Prime Minister Yoshihiko Noda said Wednesday he plans to dissolve the Lower House on Friday and schedule the general election for Dec. 16.

Noda made the offer in return for the opposition camp’s agreement to support an electoral reform bill submitted by his Democratic Party of Japan, when the Diet reconvenes in January.

“If you can make that decision, I think I could dissolve the Lower House on the 16th,” he told Liberal Democratic Party chief Shinzo Abe during a one-on-one debate session in the Diet.

Later in the day, Abe said he will “fully cooperate to carry out the proposal from the prime minister.”

“We will make out utmost efforts to enact a bill to cut Diet seats during the next ordinary session” that is expected to start in late January, Abe said in a speech.

Noda said Wednesday evening he is looking at a Dec. 16 election. Kyodo reported that he told DPJ Secretary General Azuma Koshiishi on Tuesday that he prefers that date.

Numerous DPJ members have tried desperately to stop Noda from dissolving the chamber as the party would suffer a crushing defeat if the election is held now.

Media polls and reports have suggested the DPJ could win fewer than 100 seats, whereas it won 308 in the 2009 election when it replaced the LDP as the ruling party.

Koshiishi was one of those DPJ members strongly opposed to an early election. But he told reporters “there is no choice but to leave the matter to the prime minister,” who “will never” waver from dissolving the Lower House.

Later the day, top executives of the DPJ and Noda’s Cabinet met, and Noda later emerged and told reporters they have agreed to dissolve the Lower House and prepare for the election.

Why Noda wants an election next month is unclear. But observers say he apparently believes the DPJ’s popularity would only continue to decline the longer he holds out, because the opposition parties would keep attacking him “as a liar” for promising in August to dissolve the chamber “soon.”

An early election could help protect the major parties from small emerging parties, most notably Nippon Ishin no Kai (Japan Restoration Party) led by Osaka Mayor Toru Hashimoto, because the newcoming forces won’t have time to field a strong lineup of candidates across the country.

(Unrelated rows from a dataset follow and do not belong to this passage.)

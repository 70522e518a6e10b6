//! Route definitions for the `/auth` resource.

use axum::routing::{get, post};
use axum::Router;

use crate::handlers::auth;
use crate::state::AppState;

/// Routes mounted at `/auth`.
///
/// ```text
/// POST /login    -> login
/// POST /logout   -> logout (requires session)
/// GET  /me       -> me (requires session)
/// ```
pub fn router() -> Router<AppState> {
    Router::new()
        .route("/login", post(auth::login))
        .route("/logout", post(auth::logout))
        .route("/me", get(auth::me))
}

The DPJ has proposed that the Diet correct the vote-value disparities in the Lower House and slash 40 seats from the proportional representation segment of the 480-member chamber.

While the DPJ and LDP have agreed to eliminate one single-seat district from each of five low-population prefectures to fix the disparity, the LDP was against the DPJ’s proposal to cut 40 representational seats.

The Supreme Court ruled last year that the gap in the 2009 Lower House election, in which the DPJ won a landslide victory, was in effect unconstitutional.

With the special bill to issue deficit-covering bonds expected to clear the Lower House on Thursday, Noda has been leaning toward dissolving the chamber.

Earlier Wednesday, veteran lawmakers, including former land minister Akihiro Ohata, former industry minister Banri Kaieda and former national policy state minister Satoshi Arai, met with Koshiishi and insisted that Noda not dissolve the Lower House this year.

“Thinking about the people as a whole, it’s not the right time to dissolve the Lower House,” Kaieda told reporters afterward.

Kaieda and 11 other veteran DPJ members jointly told Koshiishi that the party should first draft a budget for fiscal 2013, correct the vote-valuedisparities and hold internal discussions on the contentious issue of whether to join the Trans-Pacific Partnership free-trade talks.

Around 10 DPJ lawmakers opposing the TPP talks also asked Koshiishi to tell Noda to delay the election.

Noda’s sudden decision has also sparked speculation that more DPJ members will leave the party, as its popularity plunges, to avoid defeat in the election.

Masahiko Yamada, a former farm minister, has indicated he may leave the party if Noda dissolves the Lower House. Yamada and his allies handed Koshiishi a written request Wednesday stating that Noda should not declare Japan’s intention to join the TPP talks this month and not call a snap election this year.

Information from Kyodo added

Ex-minister exits DPJ


Sakihito Ozawa, a Lower House lawmaker and former environment minister, will leave the ruling Democratic Party of Japan to join a new party launched by Osaka Mayor Toru Hashimoto, a senior official of Hashimoto’s party said Wednesday.

Although lawmakers have left the DPJ over policy differences and due to fears of surviving an election, Ozawa is the first former minister to go. He intends to run in the next election as an official candidate of Nippon Ishin no Kai (Japan Restoration Party), according to Osaka Gov. Ichiro Matsui, who also serves as secretary general of the party.

Singh drops visit


Indian Prime Minister Manmohan Singh’s scheduled visit to Japan from Thursday has been postponed, the Indian Ministry of External Affairs said Wednesday, citing Japan’s decision made earlier in the day to dissolve the Lower House for a December poll.

Singh had planned to visit to reconfirm strategic ties and discuss progress in cooperation in maritime security, cyberspace and other areas with Prime Minister Yoshihiko Noda.